═════ Source data ═════

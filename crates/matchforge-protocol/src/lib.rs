//! Wire protocol for Matchforge.
//!
//! - **Types** ([`Inbound`], [`Outbound`], [`ClientEvent`], [`ServerEvent`],
//!   [`RoomSnapshot`]): the named events clients and the matchmaker
//!   exchange.
//! - **Codec** ([`Codec`], [`JsonCodec`]): how frames become bytes.
//! - **Errors** ([`ProtocolError`]).
//!
//! ```text
//! Transport (bytes) → Protocol (Inbound/Outbound) → Matchmaker
//! ```

mod codec;
mod error;
mod types;

pub use codec::{Codec, JsonCodec};
pub use error::ProtocolError;
pub use matchforge_transport::ConnectionId;
pub use types::{
    ClientEvent, CloseReason, Inbound, MemberInfo, Outbound, RoomId,
    RoomSnapshot, RoomStatus, ServerEvent, Settings,
};
//! Errors from the transport layer.

use std::net::SocketAddr;

use crate::ConnectionId;

/// Why a socket operation failed.
#[derive(Debug, thiserror::Error)]
pub enum TransportError {
    /// The listener could not be bound.
    #[error("could not bind {addr}: {source}")]
    Bind {
        addr: String,
        #[source]
        source: std::io::Error,
    },

    /// Accepting a TCP connection failed.
    #[error("accept failed: {0}")]
    Accept(#[source] std::io::Error),

    /// The WebSocket upgrade was refused (wrong path, bad handshake).
    #[error("upgrade rejected: {0}")]
    UpgradeRejected(String),

    /// The peer did not finish the upgrade in time.
    #[error("handshake with {peer} timed out")]
    HandshakeTimedOut { peer: SocketAddr },

    /// Writing a frame failed; the peer is most likely gone.
    #[error("send to {connection_id} failed: {reason}")]
    Send {
        connection_id: ConnectionId,
        reason: String,
    },

    /// Reading a frame failed.
    #[error("receive from {connection_id} failed: {reason}")]
    Receive {
        connection_id: ConnectionId,
        reason: String,
    },
}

═════

Work instructions:
Return only the stretch of the material above from the line holding "frames become bytes." through the line holding "not be bound.", copied exactly.

Answer box:
//! - **Codec** ([`Codec`], [`JsonCodec`]): how frames become bytes.
//! - **Errors** ([`ProtocolError`]).
//!
//! ```text
//! Transport (bytes) → Protocol (Inbound/Outbound) → Matchmaker
//! ```

mod codec;
mod error;
mod types;

pub use codec::{Codec, JsonCodec};
pub use error::ProtocolError;
pub use matchforge_transport::ConnectionId;
pub use types::{
    ClientEvent, CloseReason, Inbound, MemberInfo, Outbound, RoomId,
    RoomSnapshot, RoomStatus, ServerEvent, Settings,
};
//! Errors from the transport layer.

use std::net::SocketAddr;

use crate::ConnectionId;

/// Why a socket operation failed.
#[derive(Debug, thiserror::Error)]
pub enum TransportError {
    /// The listener could not be bound.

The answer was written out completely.